Looking in on the poor

Oct 26, 2004

On the Indiana Turnpike Sunday evening, I listened in rapt attention as Jennifer Ludden profiled a photoblogger in Picturing the Homeless: On Their Terms. “Yes!” I mouthed when it was done – Erin and the girls were sleeping in the back seats. Here, finally, was an awesome story in which a weblog or photoblog is simply but very effectively serving as a window into some truth. I couldn’t have been more proud to be a blogger and journalist and more moved by Gary Clark’s work.

Another moving article is the New Yorker piece on poverty and the elderly by Susan Sheehan. Made me want to find an elder in my community, someone we could support in any way we can. (I’m sure I’ve written before about how my parents took me and the brothers to a nursing home one Christmas Day, and how the lonely woman we met that day, Joanna, loved our subsequent visits.) Here’s one thought-provoking paragraph from “Not Poor Enough”:

“People like Cassie believe that their problem lies in having too much income,” Steven L. Myers, the executive director of the Virginia Poverty Law Center, says. “In my opinion, the problem is, rather, that Virginia’s Medicaid eligibility-eighty per cent of poverty-is too low. We struggled to get the General Assembly to raise it from seventy-four per cent to eighty per cent. That six-per-cent increase was helpful to thousands of people. I know of one woman who spent down and qualified for Medicaid a few years ago. She was on that spend-down long enough to get a free pair of prescription eyeglasses. Now Virginia Medicaid no longer covers eyeglasses. Spend-downs work for some people with catastrophic illnesses. They don’t work for people with chronic health problems. I’m convinced that most upper-income people in the country don’t know that our safety-net programs aren’t as generous as they believe them to be. They assume that the aged, the blind, and the disabled receive Medicaid at a hundred per cent of poverty. Virginia is a very bad place in which to be elderly and poor.”

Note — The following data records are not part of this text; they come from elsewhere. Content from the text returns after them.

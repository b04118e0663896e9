//! Catalog service.
//!
//! Product listing is public and hot, so it is served from a `moka` cache that
//! is invalidated whenever the admin adds or removes a product.
//!
//! Every invalidation bumps a generation counter. A listing read from the
//! database is only cached if no write landed while it was being read.

use std::sync::Arc;
use std::sync::atomic::{AtomicU64, Ordering};
use std::time::Duration;

use moka::future::Cache;
use thiserror::Error;
use tracing::debug;

use bazaar_core::api::{CreateProductRequest, FieldError};
use bazaar_core::{Product, ProductId};

use crate::db::{Database, ProductRepository, RepositoryError};

/// How long a cached listing is served before it is re-read.
const LISTING_TTL: Duration = Duration::from_secs(60);

/// Errors from catalog operations.
#[derive(Debug, Error)]
pub enum CatalogError {
    #[error(transparent)]
    Validation(#[from] FieldError),

    #[error("database error: {0}")]
    Repository(#[from] RepositoryError),
}

#[derive(Debug, Clone, Copy, Hash, PartialEq, Eq)]
enum CacheKey {
    Listing,
}

/// Shared cache of the product listing.
#[derive(Clone)]
pub struct CatalogCache {
    cache: Cache<CacheKey, Arc<[Product]>>,
    generation: Arc<AtomicU64>,
}

impl Default for CatalogCache {
    fn default() -> Self {
        Self::new(LISTING_TTL)
    }
}

impl CatalogCache {
    #[must_use]
    pub fn new(ttl: Duration) -> Self {
        Self {
            cache: Cache::builder().max_capacity(1).time_to_live(ttl).build(),
            generation: Arc::new(AtomicU64::new(0)),
        }
    }

    /// Drop the cached listing.
    pub async fn invalidate(&self) {
        self.generation.fetch_add(1, Ordering::SeqCst);
        self.cache.invalidate(&CacheKey::Listing).await;
    }

    /// Number of invalidations so far.
    fn generation(&self) -> u64 {
        self.generation.load(Ordering::SeqCst)
    }

    /// Cache `products`, read when the generation was `generation`.
    ///
    /// Returns whether the listing was kept. An invalidation racing the insert
    /// either sees the entry and drops it, or is seen by the re-check here.
    async fn fill(&self, generation: u64, products: Arc<[Product]>) -> bool {
        if self.generation() != generation {
            return false;
        }
        self.cache.insert(CacheKey::Listing, products).await;
        if self.generation() != generation {
            self.cache.invalidate(&CacheKey::Listing).await;
            return false;
        }
        true
    }
}

/// Product catalog operations.
pub struct CatalogService<'a> {
    products: ProductRepository<'a>,
    cache: &'a CatalogCache,
}

impl<'a> CatalogService<'a> {
    #[must_use]
    pub const fn new(db: &'a Database, cache: &'a CatalogCache) -> Self {
        Self {
            products: ProductRepository::new(db),
            cache,
        }
    }

    /// All products, oldest first.
    ///
    /// # Errors
    ///
    /// Returns `CatalogError::Repository` if the listing cannot be read.
    pub async fn list(&self) -> Result<Arc<[Product]>, CatalogError> {
        if let Some(products) = self.cache.cache.get(&CacheKey::Listing).await {
            debug!("Cache hit for product listing");
            return Ok(products);
        }

        let generation = self.cache.generation();
        let products: Arc<[Product]> = self.products.list().await?.into();
        if !self.cache.fill(generation, Arc::clone(&products)).await {
            debug!("Catalog changed during read, listing not cached");
        }
        Ok(products)
    }

    /// Validate and add a product.
    ///
    /// # Errors
    ///
    /// Returns `CatalogError::Validation` naming the first invalid field.
    pub async fn create(&self, request: CreateProductRequest) -> Result<Product, CatalogError> {
        let product = request.validate()?;
        let product = self.products.create(&product).await?;
        self.cache.invalidate().await;
        Ok(product)
    }

    /// Remove a product. Removing one that does not exist succeeds.
    ///
    /// # Errors
    ///
    /// Returns `CatalogError::Repository` if the delete fails.
    pub async fn delete(&self, id: ProductId) -> Result<(), CatalogError> {
        match self.products.delete(id).await {
            Ok(()) => self.cache.invalidate().await,
            Err(RepositoryError::NotFound) => debug!(%id, "Product already gone"),
            Err(e) => return Err(e.into()),
        }
        Ok(())
    }
}

#[cfg(test)]
#[allow(clippy::unwrap_used, clippy::indexing_slicing)]
mod tests {
    use super::*;

    fn request(name: &str, price: i64) -> CreateProductRequest {
        CreateProductRequest {
            name: name.to_string(),
            description: String::new(),
            price,
            image_url: None,
            external_link: None,
        }
    }

    #[tokio::test]
    async fn test_listing_reflects_writes() {
        let db = Database::memory();
        let cache = CatalogCache::default();
        let catalog = CatalogService::new(&db, &cache);

        assert!(catalog.list().await.unwrap().is_empty());

        let product = catalog.create(request("Balo", 150_000)).await.unwrap();
        assert_eq!(catalog.list().await.unwrap().len(), 1);

        catalog.delete(product.id).await.unwrap();
        assert!(catalog.list().await.unwrap().is_empty());
    }

    #[tokio::test]
    async fn test_repeat_delete_succeeds() {
        let db = Database::memory();
        let cache = CatalogCache::default();
        let catalog = CatalogService::new(&db, &cache);
        let kept = catalog.create(request("Túi tote", 90_000)).await.unwrap();
        let product = catalog.create(request("Balo", 150_000)).await.unwrap();

        catalog.delete(product.id).await.unwrap();
        catalog.delete(product.id).await.unwrap();
        catalog.delete(ProductId::new(999)).await.unwrap();

        let listing = catalog.list().await.unwrap();
        assert_eq!(listing.len(), 1);
        assert_eq!(listing[0].id, kept.id);
    }

    #[tokio::test]
    async fn test_write_during_read_is_not_cached_over() {
        let db = Database::memory();
        let cache = CatalogCache::default();
        let catalog = CatalogService::new(&db, &cache);
        catalog.create(request("Balo", 150_000)).await.unwrap();

        // A listing read before the write lands
        let generation = cache.generation();
        let stale: Arc<[Product]> = ProductRepository::new(&db).list().await.unwrap().into();
        catalog.create(request("Túi tote", 90_000)).await.unwrap();

        assert!(!cache.fill(generation, stale).await);
        assert_eq!(catalog.list().await.unwrap().len(), 2);
    }

    #[tokio::test]
    async fn test_listing_is_cached_between_writes() {
        let db = Database::memory();
        let cache = CatalogCache::default();
        let catalog = CatalogService::new(&db, &cache);
        catalog.create(request("Balo", 150_000)).await.unwrap();

        let first = catalog.list().await.unwrap();
        let second = catalog.list().await.unwrap();
        assert!(Arc::ptr_eq(&first, &second));
    }

    #[tokio::test]
    async fn test_invalid_product_is_not_stored() {
        let db = Database::memory();
        let cache = CatalogCache::default();
        let catalog = CatalogService::new(&db, &cache);

        let err = catalog.create(request("Balo", -1)).await.unwrap_err();
        assert!(matches!(err, CatalogError::Validation(ref e) if e.field == "price"));
        assert_eq!(ProductRepository::new(&db).count().await.unwrap(), 0);
    }
}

One person who is decidely not poor is George Soros, a billionaire financier who has jumped into the middle of this current election season with his pledge of millions of dollars to organizations working to dismiss George W. Bush. I caught a speech by Soros at the City Club of Cleveland yesterday. No new information, but the refrain of an incompetent presidency run by a myopic bunch beared repeating.